SPOKANE – State lawyers are asking a judge for permission to take DNA from convicted rapist Kevin Coe to confirm that semen taken from a rape victim in 1980 is his.
The request to compel Coe to submit to a cheek swab was outlined in motions filed this week by Assistant Attorney General Todd Bowers, who is trying to establish that Coe is a sexually violent predator.
It was thought that semen samples from the South Hill Rapist trials in the early 1980s had mistakenly been destroyed.
But Bowers said a sperm sample taken from a rape victim at Deaconess Medical Center on Oct. 23, 1980, was placed on a glass slide by a lab technician. That sample was subjected to a DNA profile, which matched Coe’s, Bowers said in his motion.
Coe’s DNA is on file with the Washington State Patrol data bank. Court records don’t say when the Deaconess sample was discovered in a Spokane Police Department property room, and Bowers wouldn’t comment.
Coe’s attorney, Tim Trageser, said Friday that “there are a lot of unanswered questions” about the sperm sample.
He said it is unclear where the sample was stored, how it was seized, whether it was properly handled and whether it might have been contaminated.
“I’m very suspect about the alleged match of Mr. Coe to one of the slides,” he said.
Coe has maintained his innocence and contended that DNA from lost evidence samples from his trials would exonerate him.
On Monday, Bowers and co-counsel Malcom Ross, also an assistant state attorney general, plan to ask Spokane County Superior Court Judge Kathleen O’Connor to approve a battery of psychological and personality tests on Coe.
Results of the tests can be used as evidence in a civil trial scheduled for July that will determine whether Coe is indefinitely committed to a mental health lockup on McNeil Island.

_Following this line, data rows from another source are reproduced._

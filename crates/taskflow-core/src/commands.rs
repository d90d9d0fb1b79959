use std::sync::Arc;

use anyhow::{Context, anyhow, bail};
use taskflow_shared::SignupRequest;
use tracing::{debug, info, instrument, warn};

use crate::api::{RestClient, TodoApi};
use crate::cli::{AddArgs, Command, EditArgs, ListArgs, LoginArgs, SignupArgs};
use crate::config::Config;
use crate::controller::{DashboardController, DashboardPhase};
use crate::error::SyncError;
use crate::render::Renderer;
use crate::session::{SessionContext, SessionGate};
use crate::task::TaskId;

pub const SESSION_EXPIRED: &str = "session expired; run `taskflow login`";

/// Everything a command needs after startup.
pub struct App {
    pub cfg: Config,
    pub session: SessionContext,
    pub client: Arc<RestClient>,
    pub renderer: Renderer,
}

#[instrument(skip(app, command))]
pub async fn dispatch(app: &App, command: Command) -> anyhow::Result<()> {
    debug!(?command, "dispatching command");

    if command.needs_dashboard() {
        let api: Arc<dyn TodoApi> = app.client.clone();
        return run_dashboard_command(
            api,
            app.session.clone(),
            app.cfg.serialize_per_id,
            &app.renderer,
            command,
        )
        .await;
    }

    match command {
        Command::Login(args) => cmd_login(app, args).await,
        Command::Signup(args) => cmd_signup(app, args).await,
        Command::Logout => cmd_logout(app),
        Command::Whoami => cmd_whoami(app).await,
        other => Err(anyhow!("{other:?} needs a mounted dashboard")),
    }
}

/// Mounts a dashboard and runs one task command against it.
#[instrument(skip(api, session, renderer, command))]
pub async fn run_dashboard_command(
    api: Arc<dyn TodoApi>,
    session: SessionContext,
    serialize_per_id: bool,
    renderer: &Renderer,
    command: Command,
) -> anyhow::Result<()> {
    let dashboard =
        DashboardController::new(api, session).serialize_per_id(serialize_per_id);
    mount(&dashboard).await?;

    match command {
        Command::List(args) => cmd_list(&dashboard, renderer, args),
        Command::Stats => renderer.print_stats(dashboard.stats()),
        Command::Add(args) => cmd_add(&dashboard, renderer, args).await,
        Command::Toggle { id } => cmd_toggle(&dashboard, renderer, id).await,
        Command::Edit(args) => cmd_edit(&dashboard, renderer, args).await,
        Command::Rm { id } => cmd_rm(&dashboard, renderer, id).await,
        other => Err(anyhow!("{other:?} does not run on the dashboard")),
    }
}

async fn mount(dashboard: &DashboardController) -> anyhow::Result<()> {
    match dashboard.mount().await {
        DashboardPhase::Ready => {}
        DashboardPhase::Redirecting => bail!(SESSION_EXPIRED),
        phase => bail!("dashboard stopped in {phase:?}"),
    }

    if let Some(message) = dashboard.last_error() {
        bail!(message);
    }
    Ok(())
}

fn surface(dashboard: &DashboardController, err: SyncError) -> anyhow::Error {
    if dashboard.phase() == DashboardPhase::Redirecting {
        return anyhow!(SESSION_EXPIRED);
    }
    match dashboard.last_error() {
        Some(message) => anyhow::Error::new(err).context(message),
        None => anyhow::Error::new(err),
    }
}

fn cmd_list(
    dashboard: &DashboardController,
    renderer: &Renderer,
    args: ListArgs,
) -> anyhow::Result<()> {
    dashboard.set_status_filter(args.status);
    if let Some(query) = args.search.as_deref() {
        dashboard.set_search(query);
    }

    let visible = dashboard.visible_tasks();
    debug!(visible = visible.len(), filters = ?dashboard.filters(), "listing tasks");
    renderer.print_task_table(&visible)
}

async fn cmd_add(
    dashboard: &DashboardController,
    renderer: &Renderer,
    args: AddArgs,
) -> anyhow::Result<()> {
    dashboard.open_add();
    let created = dashboard
        .submit_add(&args.title, args.description.as_deref())
        .await
        .map_err(|err| surface(dashboard, err))?;
    renderer.print_task("Created", &created)
}

async fn cmd_toggle(
    dashboard: &DashboardController,
    renderer: &Renderer,
    id: TaskId,
) -> anyhow::Result<()> {
    dashboard.toggle(id).await.map_err(|err| surface(dashboard, err))?;

    let task = dashboard
        .repository()
        .get(id)
        .ok_or_else(|| anyhow!("task {id} vanished after toggle"))?;
    let verb = if task.completed { "Completed" } else { "Reopened" };
    renderer.print_task(verb, &task)
}

async fn cmd_edit(
    dashboard: &DashboardController,
    renderer: &Renderer,
    args: EditArgs,
) -> anyhow::Result<()> {
    if args.title.is_none() && args.description.is_none() {
        bail!("nothing to change; pass --title and/or --description");
    }

    dashboard.open_edit(args.id).map_err(|err| surface(dashboard, err))?;
    let current = dashboard
        .repository()
        .get(args.id)
        .ok_or(SyncError::NotFound(args.id))?;

    let title = args.title.unwrap_or(current.title);
    let description = args.description.or(current.description);
    let saved = dashboard
        .submit_edit(&title, description.as_deref())
        .await
        .map_err(|err| surface(dashboard, err))?;
    renderer.print_task("Updated", &saved)
}

async fn cmd_rm(
    dashboard: &DashboardController,
    renderer: &Renderer,
    id: TaskId,
) -> anyhow::Result<()> {
    let task = dashboard.repository().get(id).ok_or(SyncError::NotFound(id))?;
    dashboard.delete(id).await.map_err(|err| surface(dashboard, err))?;
    renderer.print_task("Deleted", &task)
}

#[instrument(skip(app, args))]
async fn cmd_login(app: &App, args: LoginArgs) -> anyhow::Result<()> {
    let token = match (args.token, args.email, args.password) {
        (Some(token), _, _) => token,
        (None, Some(email), Some(password)) => {
            let granted = app
                .client
                .login(&email, &password)
                .await
                .with_context(|| format!("login failed for {email}"))?;
            debug!(token_type = %granted.token_type, "received access token");
            granted.access_token
        }
        _ => bail!("pass --token, or --email with --password"),
    };

    app.session.sign_in(&token).context("failed to store access token")?;
    info!("access token stored");

    let api: Arc<dyn TodoApi> = app.client.clone();
    match SessionGate::new(app.session.clone(), api).verify().await {
        Ok(profile) => {
            print!("Signed in as ");
            app.renderer.print_session(&profile)
        }
        Err(err) => {
            warn!(error = %err, "stored token was not accepted");
            bail!("token stored but rejected by {}: {err}", app.client.base_url());
        }
    }
}

#[instrument(skip(app, args))]
async fn cmd_signup(app: &App, args: SignupArgs) -> anyhow::Result<()> {
    let request = SignupRequest {
        email: args.email.trim().to_string(),
        password: args.password,
        name: args
            .name
            .map(|name| name.trim().to_string())
            .filter(|name| !name.is_empty()),
    };
    if request.email.is_empty() || request.password.is_empty() {
        bail!("email and password are required");
    }

    let profile = app
        .client
        .signup(&request)
        .await
        .with_context(|| format!("signup failed for {}", request.email))?;
    println!(
        "Registered {}; run `taskflow login --email {} --password ...` to sign in",
        profile.email, profile.email
    );
    Ok(())
}

fn cmd_logout(app: &App) -> anyhow::Result<()> {
    let api: Arc<dyn TodoApi> = app.client.clone();
    DashboardController::new(api, app.session.clone()).logout();
    println!("Signed out");
    Ok(())
}

async fn cmd_whoami(app: &App) -> anyhow::Result<()> {
    let api: Arc<dyn TodoApi> = app.client.clone();
    let gate = SessionGate::new(app.session.clone(), api);
    match gate.verify().await {
        Ok(profile) => app.renderer.print_session(&profile),
        Err(SyncError::Unauthenticated) => {
            app.session.invalidate();
            bail!(SESSION_EXPIRED)
        }
        Err(err) => Err(err.into()),
    }
}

If a jury isn’t unanimously convinced Coe is a sexually violent predator, he will immediately be released.
Coe, 59, served a 25-year sentence after being convicted of one count of first-degree rape in the South Hill Rapist case. His sentence ended Sept. 8, but the state moved to keep him in custody pending a civil commitment trial.
Investigators arrested Coe early in 1981, and he was charged with six rapes. A jury convicted him of four counts of first-degree rape.
Those convictions were overturned on appeal because Spokane police detectives used hypnosis during interviews with witnesses. A second jury convicted Coe of three rapes in 1985.
The state Supreme Court then overturned two of those convictions in 1988, leaving Coe with the single conviction for first-degree rape.